## ACTION ITEM
Figure out how many lines of the listing include the string "Duration"; the reply is only that number.

## EXERCISE MATERIAL
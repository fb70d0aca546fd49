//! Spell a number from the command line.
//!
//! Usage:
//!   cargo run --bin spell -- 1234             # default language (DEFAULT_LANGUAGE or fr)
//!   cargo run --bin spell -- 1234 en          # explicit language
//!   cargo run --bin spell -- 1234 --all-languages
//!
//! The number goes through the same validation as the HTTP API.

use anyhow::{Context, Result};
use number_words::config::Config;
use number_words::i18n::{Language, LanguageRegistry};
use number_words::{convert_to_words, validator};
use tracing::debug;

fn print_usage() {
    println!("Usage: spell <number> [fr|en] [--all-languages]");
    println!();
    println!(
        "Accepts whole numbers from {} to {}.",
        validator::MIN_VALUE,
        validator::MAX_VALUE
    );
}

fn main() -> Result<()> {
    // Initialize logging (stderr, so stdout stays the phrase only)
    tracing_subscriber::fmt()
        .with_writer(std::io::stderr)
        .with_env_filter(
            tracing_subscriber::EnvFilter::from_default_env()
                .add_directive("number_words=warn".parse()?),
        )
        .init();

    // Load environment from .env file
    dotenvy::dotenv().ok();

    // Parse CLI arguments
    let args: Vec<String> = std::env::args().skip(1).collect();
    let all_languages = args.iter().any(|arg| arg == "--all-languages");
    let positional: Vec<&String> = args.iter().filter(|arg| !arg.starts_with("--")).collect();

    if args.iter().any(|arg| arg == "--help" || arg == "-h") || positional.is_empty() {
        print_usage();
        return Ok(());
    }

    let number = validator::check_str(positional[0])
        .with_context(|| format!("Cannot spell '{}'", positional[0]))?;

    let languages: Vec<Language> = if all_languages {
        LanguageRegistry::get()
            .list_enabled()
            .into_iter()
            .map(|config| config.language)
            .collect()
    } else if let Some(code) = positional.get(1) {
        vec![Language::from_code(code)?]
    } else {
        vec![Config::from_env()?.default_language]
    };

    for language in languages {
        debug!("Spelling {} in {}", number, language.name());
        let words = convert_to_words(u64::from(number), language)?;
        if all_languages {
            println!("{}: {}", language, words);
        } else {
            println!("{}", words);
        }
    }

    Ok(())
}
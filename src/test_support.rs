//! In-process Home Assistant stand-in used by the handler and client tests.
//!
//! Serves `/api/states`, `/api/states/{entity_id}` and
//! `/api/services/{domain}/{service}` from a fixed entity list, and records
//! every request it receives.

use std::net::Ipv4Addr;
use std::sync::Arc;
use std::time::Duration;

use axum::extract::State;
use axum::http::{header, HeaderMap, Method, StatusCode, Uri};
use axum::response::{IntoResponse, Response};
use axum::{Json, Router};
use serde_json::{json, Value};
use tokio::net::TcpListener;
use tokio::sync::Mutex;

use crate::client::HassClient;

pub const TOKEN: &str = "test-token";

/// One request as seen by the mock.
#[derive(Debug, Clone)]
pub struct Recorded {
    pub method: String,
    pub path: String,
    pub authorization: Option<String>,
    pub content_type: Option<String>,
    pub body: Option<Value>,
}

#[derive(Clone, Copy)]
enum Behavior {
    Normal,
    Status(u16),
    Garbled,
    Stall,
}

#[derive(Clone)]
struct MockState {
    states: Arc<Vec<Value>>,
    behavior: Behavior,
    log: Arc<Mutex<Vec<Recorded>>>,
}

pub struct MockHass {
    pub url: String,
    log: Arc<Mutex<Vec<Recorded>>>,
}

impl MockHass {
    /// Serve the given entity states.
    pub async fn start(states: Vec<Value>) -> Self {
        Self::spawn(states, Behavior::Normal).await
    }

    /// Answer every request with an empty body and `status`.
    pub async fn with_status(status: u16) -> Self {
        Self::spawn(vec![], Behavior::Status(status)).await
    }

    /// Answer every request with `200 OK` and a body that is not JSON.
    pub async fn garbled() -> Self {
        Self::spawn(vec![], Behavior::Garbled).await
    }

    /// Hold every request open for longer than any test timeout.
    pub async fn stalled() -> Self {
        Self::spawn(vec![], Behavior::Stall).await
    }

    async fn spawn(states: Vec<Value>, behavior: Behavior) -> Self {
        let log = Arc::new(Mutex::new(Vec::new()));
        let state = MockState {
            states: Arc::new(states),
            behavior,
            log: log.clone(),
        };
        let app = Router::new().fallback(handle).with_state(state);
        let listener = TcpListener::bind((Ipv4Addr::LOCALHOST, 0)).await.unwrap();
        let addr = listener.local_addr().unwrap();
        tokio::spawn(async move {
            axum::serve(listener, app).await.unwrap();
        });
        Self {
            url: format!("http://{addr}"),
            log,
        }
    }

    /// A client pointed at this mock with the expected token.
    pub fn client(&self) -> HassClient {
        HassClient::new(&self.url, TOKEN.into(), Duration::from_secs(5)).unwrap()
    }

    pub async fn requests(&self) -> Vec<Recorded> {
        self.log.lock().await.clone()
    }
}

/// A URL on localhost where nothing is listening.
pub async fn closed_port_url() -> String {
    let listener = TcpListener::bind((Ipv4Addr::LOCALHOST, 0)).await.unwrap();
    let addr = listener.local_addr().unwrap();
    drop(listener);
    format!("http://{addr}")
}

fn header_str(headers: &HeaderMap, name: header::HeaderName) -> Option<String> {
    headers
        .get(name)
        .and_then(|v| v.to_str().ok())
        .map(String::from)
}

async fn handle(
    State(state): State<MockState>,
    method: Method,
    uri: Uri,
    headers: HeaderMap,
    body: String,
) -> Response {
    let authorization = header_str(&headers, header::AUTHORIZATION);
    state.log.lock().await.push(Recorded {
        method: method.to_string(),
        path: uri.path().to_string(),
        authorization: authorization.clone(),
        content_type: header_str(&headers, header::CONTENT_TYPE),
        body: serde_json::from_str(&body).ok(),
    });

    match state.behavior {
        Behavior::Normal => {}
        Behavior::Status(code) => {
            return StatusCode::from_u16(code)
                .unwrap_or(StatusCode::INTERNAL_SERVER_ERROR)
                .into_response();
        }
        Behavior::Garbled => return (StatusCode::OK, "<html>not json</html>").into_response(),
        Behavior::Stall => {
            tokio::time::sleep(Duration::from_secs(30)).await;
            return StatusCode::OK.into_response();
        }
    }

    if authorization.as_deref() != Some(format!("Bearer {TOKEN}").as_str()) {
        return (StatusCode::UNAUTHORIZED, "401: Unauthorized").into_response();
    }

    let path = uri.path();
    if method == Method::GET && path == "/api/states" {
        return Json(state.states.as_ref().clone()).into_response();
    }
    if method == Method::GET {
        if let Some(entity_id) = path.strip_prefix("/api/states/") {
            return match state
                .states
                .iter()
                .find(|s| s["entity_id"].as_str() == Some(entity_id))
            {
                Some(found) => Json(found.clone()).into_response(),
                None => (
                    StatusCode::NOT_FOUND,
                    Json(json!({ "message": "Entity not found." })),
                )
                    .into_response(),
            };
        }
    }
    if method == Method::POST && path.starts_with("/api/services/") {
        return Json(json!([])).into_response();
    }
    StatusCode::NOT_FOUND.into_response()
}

--

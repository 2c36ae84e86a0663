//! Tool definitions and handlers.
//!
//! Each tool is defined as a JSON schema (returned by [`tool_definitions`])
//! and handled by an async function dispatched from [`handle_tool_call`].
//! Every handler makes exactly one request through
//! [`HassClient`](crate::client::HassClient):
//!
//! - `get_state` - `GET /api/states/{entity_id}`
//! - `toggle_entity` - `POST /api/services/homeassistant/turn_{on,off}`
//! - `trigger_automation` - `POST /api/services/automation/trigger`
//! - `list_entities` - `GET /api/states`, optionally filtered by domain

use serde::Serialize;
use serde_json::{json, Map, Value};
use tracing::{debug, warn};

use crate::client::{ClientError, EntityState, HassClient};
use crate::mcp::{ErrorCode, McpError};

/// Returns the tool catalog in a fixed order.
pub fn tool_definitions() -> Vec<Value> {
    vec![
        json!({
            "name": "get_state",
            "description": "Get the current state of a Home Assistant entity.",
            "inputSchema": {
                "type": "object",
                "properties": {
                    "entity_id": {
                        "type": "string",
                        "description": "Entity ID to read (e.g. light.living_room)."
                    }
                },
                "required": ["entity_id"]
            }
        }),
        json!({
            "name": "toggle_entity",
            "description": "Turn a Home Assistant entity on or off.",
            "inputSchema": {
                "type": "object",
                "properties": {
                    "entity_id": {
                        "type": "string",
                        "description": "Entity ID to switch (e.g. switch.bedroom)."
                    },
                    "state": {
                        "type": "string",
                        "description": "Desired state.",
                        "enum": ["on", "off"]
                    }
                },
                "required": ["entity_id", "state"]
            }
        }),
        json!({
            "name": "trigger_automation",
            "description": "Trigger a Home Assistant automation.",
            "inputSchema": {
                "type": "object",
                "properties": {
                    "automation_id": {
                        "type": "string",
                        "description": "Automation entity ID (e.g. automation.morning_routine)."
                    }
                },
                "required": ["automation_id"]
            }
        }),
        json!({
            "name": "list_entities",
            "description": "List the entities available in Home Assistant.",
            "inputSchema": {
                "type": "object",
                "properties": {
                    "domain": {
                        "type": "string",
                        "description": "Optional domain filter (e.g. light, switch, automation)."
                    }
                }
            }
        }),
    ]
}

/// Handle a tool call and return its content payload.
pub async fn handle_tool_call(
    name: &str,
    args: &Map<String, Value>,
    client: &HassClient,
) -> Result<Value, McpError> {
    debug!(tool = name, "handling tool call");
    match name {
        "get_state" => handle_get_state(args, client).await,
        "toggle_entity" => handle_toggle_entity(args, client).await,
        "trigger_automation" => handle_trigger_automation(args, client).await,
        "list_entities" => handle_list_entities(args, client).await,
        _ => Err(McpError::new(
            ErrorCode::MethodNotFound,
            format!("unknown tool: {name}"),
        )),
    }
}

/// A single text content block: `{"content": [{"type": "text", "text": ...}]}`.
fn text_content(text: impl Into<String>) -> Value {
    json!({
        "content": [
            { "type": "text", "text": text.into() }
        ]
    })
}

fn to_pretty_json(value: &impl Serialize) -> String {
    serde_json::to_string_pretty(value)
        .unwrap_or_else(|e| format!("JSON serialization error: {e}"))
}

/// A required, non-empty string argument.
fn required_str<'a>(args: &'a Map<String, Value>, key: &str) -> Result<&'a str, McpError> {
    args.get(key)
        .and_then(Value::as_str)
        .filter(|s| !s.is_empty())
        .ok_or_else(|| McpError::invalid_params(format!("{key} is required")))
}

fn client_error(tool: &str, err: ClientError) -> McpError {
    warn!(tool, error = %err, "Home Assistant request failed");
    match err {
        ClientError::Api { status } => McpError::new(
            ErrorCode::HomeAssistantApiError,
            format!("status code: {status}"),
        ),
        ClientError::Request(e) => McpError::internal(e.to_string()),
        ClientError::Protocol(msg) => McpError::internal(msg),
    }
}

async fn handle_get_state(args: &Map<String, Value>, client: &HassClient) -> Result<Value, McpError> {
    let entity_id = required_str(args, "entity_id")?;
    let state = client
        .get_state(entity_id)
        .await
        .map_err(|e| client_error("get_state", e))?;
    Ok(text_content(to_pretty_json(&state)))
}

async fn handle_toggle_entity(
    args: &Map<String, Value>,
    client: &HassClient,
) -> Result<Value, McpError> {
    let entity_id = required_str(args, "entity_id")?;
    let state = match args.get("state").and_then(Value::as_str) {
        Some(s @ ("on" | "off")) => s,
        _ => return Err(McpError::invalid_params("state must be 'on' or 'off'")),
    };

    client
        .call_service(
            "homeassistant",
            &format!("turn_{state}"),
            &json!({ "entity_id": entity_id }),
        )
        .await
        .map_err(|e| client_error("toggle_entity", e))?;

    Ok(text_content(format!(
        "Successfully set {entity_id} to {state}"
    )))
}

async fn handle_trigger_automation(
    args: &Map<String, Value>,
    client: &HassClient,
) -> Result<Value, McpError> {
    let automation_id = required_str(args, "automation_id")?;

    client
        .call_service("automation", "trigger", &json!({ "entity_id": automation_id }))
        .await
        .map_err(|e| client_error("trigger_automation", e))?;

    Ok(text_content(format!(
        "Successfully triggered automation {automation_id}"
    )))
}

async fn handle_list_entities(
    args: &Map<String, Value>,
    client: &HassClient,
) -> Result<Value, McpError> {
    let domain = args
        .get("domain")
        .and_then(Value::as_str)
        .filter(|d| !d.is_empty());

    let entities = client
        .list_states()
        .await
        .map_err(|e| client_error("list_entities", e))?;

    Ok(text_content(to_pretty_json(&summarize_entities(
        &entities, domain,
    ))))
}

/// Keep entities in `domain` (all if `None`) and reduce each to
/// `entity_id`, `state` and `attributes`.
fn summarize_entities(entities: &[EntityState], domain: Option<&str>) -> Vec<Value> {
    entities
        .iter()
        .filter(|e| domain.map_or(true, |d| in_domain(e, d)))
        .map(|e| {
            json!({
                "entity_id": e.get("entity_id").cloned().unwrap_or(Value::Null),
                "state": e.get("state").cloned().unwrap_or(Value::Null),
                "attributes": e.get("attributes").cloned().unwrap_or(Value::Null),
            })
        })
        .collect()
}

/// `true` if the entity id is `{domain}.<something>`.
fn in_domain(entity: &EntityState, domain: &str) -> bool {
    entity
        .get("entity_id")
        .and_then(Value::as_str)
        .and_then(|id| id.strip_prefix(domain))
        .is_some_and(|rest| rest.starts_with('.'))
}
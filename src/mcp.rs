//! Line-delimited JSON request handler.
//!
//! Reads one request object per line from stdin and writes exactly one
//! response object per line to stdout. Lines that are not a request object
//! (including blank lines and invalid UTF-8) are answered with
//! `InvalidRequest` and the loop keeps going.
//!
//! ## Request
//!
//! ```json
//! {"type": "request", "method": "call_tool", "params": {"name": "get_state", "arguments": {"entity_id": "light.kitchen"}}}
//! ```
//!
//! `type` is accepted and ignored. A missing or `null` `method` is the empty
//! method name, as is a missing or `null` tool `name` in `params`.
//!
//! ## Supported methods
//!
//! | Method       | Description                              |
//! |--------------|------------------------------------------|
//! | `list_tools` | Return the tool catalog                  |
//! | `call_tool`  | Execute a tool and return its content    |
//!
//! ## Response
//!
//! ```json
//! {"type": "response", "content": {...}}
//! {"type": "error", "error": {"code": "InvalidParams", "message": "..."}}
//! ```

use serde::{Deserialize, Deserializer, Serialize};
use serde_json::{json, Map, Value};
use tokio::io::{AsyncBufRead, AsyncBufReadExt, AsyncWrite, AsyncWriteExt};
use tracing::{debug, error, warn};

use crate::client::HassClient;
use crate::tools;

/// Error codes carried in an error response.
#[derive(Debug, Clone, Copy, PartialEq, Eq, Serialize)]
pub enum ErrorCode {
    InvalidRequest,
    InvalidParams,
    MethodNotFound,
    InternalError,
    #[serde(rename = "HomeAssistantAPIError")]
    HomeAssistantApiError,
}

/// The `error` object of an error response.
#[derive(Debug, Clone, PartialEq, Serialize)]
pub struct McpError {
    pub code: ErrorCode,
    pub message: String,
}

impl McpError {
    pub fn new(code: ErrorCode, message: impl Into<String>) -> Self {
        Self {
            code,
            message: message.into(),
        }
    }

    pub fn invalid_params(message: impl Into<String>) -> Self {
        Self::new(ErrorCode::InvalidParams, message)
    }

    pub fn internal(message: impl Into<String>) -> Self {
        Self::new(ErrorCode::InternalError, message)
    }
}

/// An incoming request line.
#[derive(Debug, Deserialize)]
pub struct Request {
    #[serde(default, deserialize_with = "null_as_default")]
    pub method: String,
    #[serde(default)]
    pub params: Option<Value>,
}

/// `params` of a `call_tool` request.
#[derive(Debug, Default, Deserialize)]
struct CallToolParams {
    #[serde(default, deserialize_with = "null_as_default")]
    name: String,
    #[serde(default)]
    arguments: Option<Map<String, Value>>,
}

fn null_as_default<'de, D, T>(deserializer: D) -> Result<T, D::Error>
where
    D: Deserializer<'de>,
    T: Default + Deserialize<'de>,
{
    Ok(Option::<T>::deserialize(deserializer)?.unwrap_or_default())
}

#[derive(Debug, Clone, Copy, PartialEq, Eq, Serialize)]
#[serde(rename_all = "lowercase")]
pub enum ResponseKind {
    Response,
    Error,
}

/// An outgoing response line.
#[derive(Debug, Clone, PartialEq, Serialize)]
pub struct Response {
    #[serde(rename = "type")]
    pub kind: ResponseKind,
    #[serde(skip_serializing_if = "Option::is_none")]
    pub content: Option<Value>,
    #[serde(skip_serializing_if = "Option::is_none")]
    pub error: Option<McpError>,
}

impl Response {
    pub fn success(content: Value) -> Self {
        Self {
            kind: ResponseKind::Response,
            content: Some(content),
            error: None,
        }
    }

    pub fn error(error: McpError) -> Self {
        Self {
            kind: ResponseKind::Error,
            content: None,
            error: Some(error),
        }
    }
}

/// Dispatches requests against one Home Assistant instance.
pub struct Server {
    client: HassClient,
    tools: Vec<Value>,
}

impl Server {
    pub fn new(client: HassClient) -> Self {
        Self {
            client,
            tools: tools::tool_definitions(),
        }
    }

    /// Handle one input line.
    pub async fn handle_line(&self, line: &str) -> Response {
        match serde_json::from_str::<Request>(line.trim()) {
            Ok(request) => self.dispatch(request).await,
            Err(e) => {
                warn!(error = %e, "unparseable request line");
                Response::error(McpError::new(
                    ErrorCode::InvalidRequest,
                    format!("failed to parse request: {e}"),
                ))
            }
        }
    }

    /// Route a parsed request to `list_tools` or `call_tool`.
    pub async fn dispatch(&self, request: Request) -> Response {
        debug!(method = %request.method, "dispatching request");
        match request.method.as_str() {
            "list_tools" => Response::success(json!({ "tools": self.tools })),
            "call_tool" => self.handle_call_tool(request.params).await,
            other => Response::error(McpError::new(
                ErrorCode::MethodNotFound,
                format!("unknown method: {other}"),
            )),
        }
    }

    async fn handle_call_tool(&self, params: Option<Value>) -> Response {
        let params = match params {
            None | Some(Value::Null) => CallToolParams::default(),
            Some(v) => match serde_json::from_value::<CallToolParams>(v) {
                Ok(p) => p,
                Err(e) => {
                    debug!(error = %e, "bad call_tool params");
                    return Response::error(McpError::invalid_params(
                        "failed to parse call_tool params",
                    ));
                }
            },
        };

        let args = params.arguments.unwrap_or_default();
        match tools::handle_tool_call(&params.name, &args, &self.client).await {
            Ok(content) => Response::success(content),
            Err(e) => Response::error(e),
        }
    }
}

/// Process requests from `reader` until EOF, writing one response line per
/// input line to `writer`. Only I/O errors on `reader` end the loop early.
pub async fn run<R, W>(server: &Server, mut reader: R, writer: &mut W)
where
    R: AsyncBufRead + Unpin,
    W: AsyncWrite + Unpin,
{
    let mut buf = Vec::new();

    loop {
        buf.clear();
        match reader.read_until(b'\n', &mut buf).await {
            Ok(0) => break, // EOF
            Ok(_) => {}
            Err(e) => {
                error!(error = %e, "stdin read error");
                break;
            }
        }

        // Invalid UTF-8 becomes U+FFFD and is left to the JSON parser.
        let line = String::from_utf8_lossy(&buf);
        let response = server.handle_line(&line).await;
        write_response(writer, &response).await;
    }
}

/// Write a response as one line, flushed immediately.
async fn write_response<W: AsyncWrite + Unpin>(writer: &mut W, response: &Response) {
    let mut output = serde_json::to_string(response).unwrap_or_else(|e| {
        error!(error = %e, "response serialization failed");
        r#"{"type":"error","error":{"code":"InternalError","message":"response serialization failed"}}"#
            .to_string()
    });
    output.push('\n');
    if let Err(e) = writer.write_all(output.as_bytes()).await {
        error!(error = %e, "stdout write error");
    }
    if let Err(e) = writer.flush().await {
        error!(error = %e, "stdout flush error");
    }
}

## SOLUTION BELOW
3